━━ Provided material

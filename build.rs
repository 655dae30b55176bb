//! Build script for csv2glozz - embeds git commit hash and build date
//!
//! When the `release` feature is NOT set (default dev builds):
//! - Emits `VERGEN_GIT_SHA` environment variable with the commit hash
//! - Emits `CSV2GLOZZ_BUILD_DATE` environment variable with the build date
//!
//! When the `release` feature IS set (CI/official builds):
//! - Emits build date only (clean version string without git hash)

use std::process::Command;

/// Get the current date in YYYY-MM-DD format
fn get_build_date() -> String {
    // Use the date command for cross-platform compatibility
    if let Ok(output) = Command::new("date").args(["+%Y-%m-%d"]).output() {
        if output.status.success() {
            return String::from_utf8_lossy(&output.stdout).trim().to_string();
        }
    }
    "unknown".to_string()
}

fn main() {
    println!("cargo:rustc-env=CSV2GLOZZ_BUILD_DATE={}", get_build_date());

    // Only emit git SHA when NOT building with --features release
    #[cfg(not(feature = "release"))]
    {
        use vergen_gitcl::{Emitter, GitclBuilder};

        let git_result = GitclBuilder::default().sha(true).build();

        let emit_result = match git_result {
            Ok(git) => Emitter::default()
                .add_instructions(&git)
                .and_then(|emitter| emitter.emit()),
            Err(e) => {
                eprintln!("cargo:warning=Failed to configure git info: {}", e);
                println!("cargo:rustc-env=VERGEN_GIT_SHA=unknown");
                return;
            }
        };

        if let Err(e) = emit_result {
            // Not in a git checkout (e.g. a source tarball)
            eprintln!("cargo:warning=Failed to get git info: {}", e);
            println!("cargo:rustc-env=VERGEN_GIT_SHA=unknown");
        }
    }
}
//! The flattened dialogue text and turn layout.
//!
//! Every non-Server turn is rendered as `"{id} : {emitter} : {text} "` and
//! appended to one buffer. Segment markers inside the text are consumed
//! while appending, so every offset recorded here is already a final
//! position in the buffer: nothing is ever deleted after the fact.

use super::Span;

/// Separator that precedes the first turn.
const LEADING_SEPARATOR: char = ' ';

/// Separator that follows every turn.
const TURN_SEPARATOR: char = ' ';

/// Growing text buffer shared by the whole document.
#[derive(Debug, Clone)]
pub struct TextBuffer {
    text: String,
    /// Length in characters
    len: usize,
}

impl Default for TextBuffer {
    fn default() -> Self {
        Self::new()
    }
}

impl TextBuffer {
    pub fn new() -> Self {
        Self {
            text: LEADING_SEPARATOR.to_string(),
            len: 1,
        }
    }

    /// Length in characters.
    pub fn len(&self) -> usize {
        self.len
    }

    pub fn is_empty(&self) -> bool {
        self.len == 0
    }

    pub fn as_str(&self) -> &str {
        &self.text
    }

    /// Offset of the last character (the separator after the latest turn).
    pub fn last_offset(&self) -> usize {
        self.len.saturating_sub(1)
    }

    /// Text covered by a span, or `None` if it falls outside the buffer.
    pub fn slice(&self, span: Span) -> Option<&str> {
        if span.start > span.end || span.end > self.len {
            return None;
        }
        let start = self.byte_offset(span.start);
        let end = self.byte_offset(span.end);
        Some(&self.text[start..end])
    }

    fn byte_offset(&self, chars: usize) -> usize {
        self.text
            .char_indices()
            .nth(chars)
            .map(|(i, _)| i)
            .unwrap_or(self.text.len())
    }

    fn push(&mut self, c: char) {
        self.text.push(c);
        self.len += 1;
    }

    fn push_str(&mut self, s: &str) {
        self.text.push_str(s);
        self.len += s.chars().count();
    }

    /// Append one turn, consuming its segment markers.
    pub fn append_turn(&mut self, id: &str, emitter: &str, text: &str, marker: char) -> TurnLayout {
        let turn_start = self.len;
        self.push_str(&format!("{id} : {emitter} : "));

        let mut borders = SegmentBorders::starting_at(self.len);
        let mut stripped = String::with_capacity(text.len());

        for c in text.chars() {
            if c == marker {
                borders.close_at(self.len);
            } else {
                self.push(c);
                stripped.push(c);
            }
        }

        self.push(TURN_SEPARATOR);
        let end = self.last_offset();
        borders.finish_at(end);

        TurnLayout {
            span: Span::new(turn_start, end),
            borders,
            text: stripped,
        }
    }
}

/// Where one appended turn landed in the buffer.
#[derive(Debug, Clone, PartialEq, Eq)]
pub struct TurnLayout {
    /// The rendered turn, without its trailing separator
    pub span: Span,
    pub borders: SegmentBorders,
    /// Turn text with markers removed
    pub text: String,
}

/// Left and right segment borders collected while appending a turn.
#[derive(Debug, Clone, Default, PartialEq, Eq)]
pub struct SegmentBorders {
    lefts: Vec<usize>,
    rights: Vec<usize>,
}

/// Segment borders that cannot be paired into spans.
#[derive(Debug, Clone, Copy, PartialEq, Eq, thiserror::Error)]
#[error("unbalanced segment borders: {lefts} left, {rights} right")]
pub struct UnbalancedSegments {
    pub lefts: usize,
    pub rights: usize,
}

impl SegmentBorders {
    fn starting_at(offset: usize) -> Self {
        Self {
            lefts: vec![offset],
            rights: Vec::new(),
        }
    }

    /// A marker at `offset` closes one segment and opens the next.
    fn close_at(&mut self, offset: usize) {
        self.rights.push(offset);
        self.lefts.push(offset);
    }

    fn finish_at(&mut self, offset: usize) {
        self.rights.push(offset);
    }

    #[cfg(test)]
    pub(crate) fn from_parts(lefts: Vec<usize>, rights: Vec<usize>) -> Self {
        Self { lefts, rights }
    }

    /// Pair the borders into segment spans.
    pub fn spans(&self) -> Result<Vec<Span>, UnbalancedSegments> {
        let unbalanced = UnbalancedSegments {
            lefts: self.lefts.len(),
            rights: self.rights.len(),
        };
        if self.lefts.len() != self.rights.len() {
            return Err(unbalanced);
        }

        self.lefts
            .iter()
            .zip(&self.rights)
            .map(|(&start, &end)| {
                if start <= end {
                    Ok(Span::new(start, end))
                } else {
                    Err(unbalanced)
                }
            })
            .collect()
    }
}
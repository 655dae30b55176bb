//! Glozz `.aa` annotation XML.
//!
//! ```text
//! <annotations version="1.0" encoding="UTF-8" standalone="no">
//!     <unit id="stac_20000001">
//!         <metadata>author, creation-date, lastModifier, lastModificationDate</metadata>
//!         <characterisation>
//!             <type>Turn</type>
//!             <featureSet><feature name="Emitter">Alice</feature>...</featureSet>
//!         </characterisation>
//!         <positioning>
//!             <start><singlePosition index="1"/></start>
//!             <end><singlePosition index="19"/></end>
//!         </positioning>
//!     </unit>
//! </annotations>
//! ```

use std::io::Write;

use quick_xml::events::{BytesDecl, BytesEnd, BytesStart, BytesText, Event};
use quick_xml::Writer;

use crate::document::{AnnotationUnit, Document};
use crate::error::Result;

const GENERATED_BY: &str = concat!(" Generated by csv2glozz ", env!("CARGO_PKG_VERSION"), " ");

/// Serialize a document's units as Glozz XML.
pub fn write_annotations<W: Write>(document: &Document, inner: W) -> Result<()> {
    let mut writer = Writer::new_with_indent(inner, b'\t', 1);

    writer.write_event(Event::Decl(BytesDecl::new("1.0", Some("UTF-8"), None)))?;
    writer.write_event(Event::Start(BytesStart::new("annotations").with_attributes([
        ("version", "1.0"),
        ("encoding", "UTF-8"),
        ("standalone", "no"),
    ])))?;
    writer.write_event(Event::Comment(BytesText::new(GENERATED_BY)))?;

    for unit in document.units() {
        write_unit(&mut writer, unit)?;
    }

    writer.write_event(Event::End(BytesEnd::new("annotations")))?;
    writer.get_mut().write_all(b"\n")?;
    Ok(())
}

/// Serialize to an in-memory string.
pub fn to_xml_string(document: &Document) -> Result<String> {
    let mut out = Vec::new();
    write_annotations(document, &mut out)?;
    Ok(String::from_utf8_lossy(&out).into_owned())
}

fn write_unit<W: Write>(writer: &mut Writer<W>, unit: &AnnotationUnit) -> Result<()> {
    writer.write_event(Event::Start(
        BytesStart::new("unit").with_attributes([("id", unit.id.as_str())]),
    ))?;

    start(writer, "metadata")?;
    text_element(writer, BytesStart::new("author"), &unit.metadata.author)?;
    text_element(
        writer,
        BytesStart::new("creation-date"),
        &unit.metadata.creation_date.to_string(),
    )?;
    text_element(writer, BytesStart::new("lastModifier"), &unit.metadata.last_modifier)?;
    text_element(
        writer,
        BytesStart::new("lastModificationDate"),
        &unit.metadata.last_modification_date.to_string(),
    )?;
    end(writer, "metadata")?;

    start(writer, "characterisation")?;
    text_element(writer, BytesStart::new("type"), unit.kind.type_name())?;
    if unit.features.is_empty() {
        writer.write_event(Event::Empty(BytesStart::new("featureSet")))?;
    } else {
        start(writer, "featureSet")?;
        for feature in &unit.features {
            text_element(
                writer,
                BytesStart::new("feature").with_attributes([("name", feature.name)]),
                &feature.value,
            )?;
        }
        end(writer, "featureSet")?;
    }
    end(writer, "characterisation")?;

    start(writer, "positioning")?;
    position(writer, "start", unit.span.start)?;
    position(writer, "end", unit.span.end)?;
    end(writer, "positioning")?;

    end(writer, "unit")
}

fn position<W: Write>(writer: &mut Writer<W>, name: &str, index: usize) -> Result<()> {
    start(writer, name)?;
    let index = index.to_string();
    writer.write_event(Event::Empty(
        BytesStart::new("singlePosition").with_attributes([("index", index.as_str())]),
    ))?;
    end(writer, name)
}

/// An element holding text, or an empty element when there is none.
fn text_element<W: Write>(writer: &mut Writer<W>, element: BytesStart<'_>, text: &str) -> Result<()> {
    if text.is_empty() {
        writer.write_event(Event::Empty(element))?;
        return Ok(());
    }
    let name = String::from_utf8_lossy(element.name().as_ref()).into_owned();
    writer.write_event(Event::Start(element))?;
    writer.write_event(Event::Text(BytesText::new(text)))?;
    end(writer, &name)
}

fn start<W: Write>(writer: &mut Writer<W>, name: &str) -> Result<()> {
    writer.write_event(Event::Start(BytesStart::new(name)))?;
    Ok(())
}

fn end<W: Write>(writer: &mut Writer<W>, name: &str) -> Result<()> {
    writer.write_event(Event::End(BytesEnd::new(name)))?;
    Ok(())
}
//! Integration tests for the conversion pipeline (library API)

use std::fs;

use csv2glozz::document::{Document, UnitKind};
use csv2glozz::{convert, convert_file, transcript, Config, ConversionError};

use crate::helpers::{load_fixture, position_indices, temp_fixture};

const CREATED: i64 = 1_700_000_000;

fn pilot_document() -> Document {
    let config = Config::default();
    let rows = transcript::load_str(&load_fixture("pilot.soclog.seg.csv"), &config.transcript)
        .expect("fixture loads");
    convert(&rows, &config, CREATED).expect("fixture converts")
}

// ============================================================================
// Layout
// ============================================================================

#[test]
fn snapshot_pilot_layout() {
    let document = pilot_document();
    let layout = document
        .units()
        .iter()
        .map(|unit| {
            format!(
                "{} {} {:?}",
                unit.kind,
                unit.span,
                document.unit_text(unit).unwrap_or("<out of range>")
            )
        })
        .collect::<Vec<_>>()
        .join("\n");

    insta::assert_snapshot!("pilot_layout", layout);
}

#[test]
fn text_buffer_drops_server_rows_and_markers() {
    let document = pilot_document();

    assert_eq!(
        document.text(),
        " 4 : Alice : anyone have wood?I can give clay 5 : Bob : no sorry \
         7 : Cat : okdone 11 : Bob : nice "
    );
    assert!(!document.text().contains('&'));
}

#[test]
fn turns_cover_rendered_rows_separated_by_single_spaces() {
    let document = pilot_document();
    let config = Config::default();
    let rows = transcript::load_str(&load_fixture("pilot.soclog.seg.csv"), &config.transcript)
        .unwrap();
    let speakers: Vec<_> = rows.iter().filter(|r| r.emitter != "Server").collect();
    let turns: Vec<_> = document.units_of(UnitKind::Turn).collect();
    assert_eq!(turns.len(), speakers.len());

    let mut expected_start = 1;
    for (turn, row) in turns.iter().zip(&speakers) {
        let rendered = format!("{} : {} : {}", row.id, row.emitter, row.text.replace('&', ""));
        assert_eq!(document.unit_text(turn), Some(rendered.as_str()));
        assert_eq!(turn.span.start, expected_start);
        expected_start = turn.span.end + 1;
    }
    assert_eq!(expected_start, document.buffer().len());
}

#[test]
fn segments_nest_in_turns_and_count_markers() {
    let document = pilot_document();
    let turns: Vec<_> = document.units_of(UnitKind::Turn).collect();
    let segments: Vec<_> = document.units_of(UnitKind::Segment).collect();

    // markers per speaker row: 1, 0, 2, 0
    assert_eq!(segments.len(), 2 + 1 + 3 + 1);
    for segment in segments {
        assert!(turns.iter().any(|turn| turn.span.contains(&segment.span)));
    }
}

#[test]
fn dialogues_are_contiguous_and_end_at_buffer_length() {
    let document = pilot_document();
    let dialogues: Vec<_> = document.units_of(UnitKind::Dialogue).collect();

    assert_eq!(dialogues.len(), 2);
    assert_eq!(dialogues[0].span.start, 0);
    for pair in dialogues.windows(2) {
        assert_eq!(pair[0].span.end, pair[1].span.start);
    }
    assert_eq!(dialogues.last().unwrap().span.end, document.buffer().len());

    for turn in document.units_of(UnitKind::Turn) {
        let enclosing = dialogues
            .iter()
            .filter(|d| d.span.contains(&turn.span))
            .count();
        assert_eq!(enclosing, 1, "turn {} must sit in exactly one dialogue", turn.span);
    }
}

#[test]
fn dialogue_features_aggregate_server_events() {
    let document = pilot_document();
    let first = document.units_of(UnitKind::Dialogue).next().unwrap();

    assert_eq!(first.feature("Dice_rolling"), Some("Bob rolled a 6 and a 3."));
    assert_eq!(first.feature("Gets"), Some("Cat gets 2 ore. Alice gets 1 sheep."));
    assert_eq!(
        first.feature("Trades"),
        Some("Alice traded 1 clay for 1 wood from Cat.")
    );
    assert_eq!(document.stats().suppressed_dialogues, 1);
}

#[test]
fn turn_features_are_normalised() {
    let document = pilot_document();
    let turn = document.units_of(UnitKind::Turn).next().unwrap();

    assert_eq!(turn.feature("Resources"), Some("clay=3; ore=1"));
    assert_eq!(turn.feature("Developments"), Some("roads=2; settlements=1"));

    let bob = document.units_of(UnitKind::Turn).nth(1).unwrap();
    assert_eq!(bob.feature("Developments"), Some("roads=1; settlements=2; cities=0"));
}

// ============================================================================
// Files
// ============================================================================

#[test]
fn convert_file_writes_pair_beside_input() {
    let (dir, path) = temp_fixture("pilot.soclog.seg.csv");

    let converted = convert_file(&path, &Config::default(), None, CREATED).unwrap();

    assert_eq!(converted.paths.text, dir.path().join("pilot.ac"));
    assert_eq!(converted.paths.annotations, dir.path().join("pilot.aa"));
    let text = fs::read_to_string(&converted.paths.text).unwrap();
    assert_eq!(text, pilot_document().text());
    assert_eq!(converted.sizes.text_bytes, text.len() as u64);
    assert_eq!(converted.stats.turns, 4);
}

#[test]
fn annotation_indices_stay_within_text() {
    let (_dir, path) = temp_fixture("pilot.soclog.seg.csv");
    let converted = convert_file(&path, &Config::default(), None, CREATED).unwrap();

    let text = fs::read_to_string(&converted.paths.text).unwrap();
    let xml = fs::read_to_string(&converted.paths.annotations).unwrap();
    let indices = position_indices(&xml);
    let len = text.chars().count();

    // two positions per unit
    assert_eq!(indices.len(), 2 * pilot_document().units().len());
    assert!(indices.iter().all(|&index| index <= len));
}

#[test]
fn conversion_is_reproducible() {
    let (_dir, path) = temp_fixture("pilot.soclog.seg.csv");

    let first = convert_file(&path, &Config::default(), None, CREATED).unwrap();
    let first_xml = fs::read(&first.paths.annotations).unwrap();
    let first_text = fs::read(&first.paths.text).unwrap();

    let second = convert_file(&path, &Config::default(), None, CREATED).unwrap();
    assert_eq!(fs::read(&second.paths.annotations).unwrap(), first_xml);
    assert_eq!(fs::read(&second.paths.text).unwrap(), first_text);
}

#[test]
fn malformed_row_leaves_no_output() {
    let (dir, path) = temp_fixture("malformed.csv");

    let err = convert_file(&path, &Config::default(), None, CREATED).unwrap_err();

    assert!(matches!(err, ConversionError::MalformedRow { row: 2, fields: 4, .. }));
    assert!(!dir.path().join("malformed.ac").exists());
    assert!(!dir.path().join("malformed.aa").exists());
}

#[test]
fn missing_input_is_an_io_error() {
    let dir = tempfile::TempDir::new().unwrap();
    let err = convert_file(&dir.path().join("absent.csv"), &Config::default(), None, CREATED)
        .unwrap_err();

    assert!(matches!(err, ConversionError::Io { .. }));
    assert!(err.to_string().contains("absent.csv"));
}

━━━━

Activity —
Nothing should be returned except the lines from the first line of the data above through the line with "the commit hash", each one exact.

Output —
filename build.rs
repository 655dae30b55176bb
//! Build script for csv2glozz - embeds git commit hash and build date
//!
//! When the `release` feature is NOT set (default dev builds):
//! - Emits `VERGEN_GIT_SHA` environment variable with the commit hash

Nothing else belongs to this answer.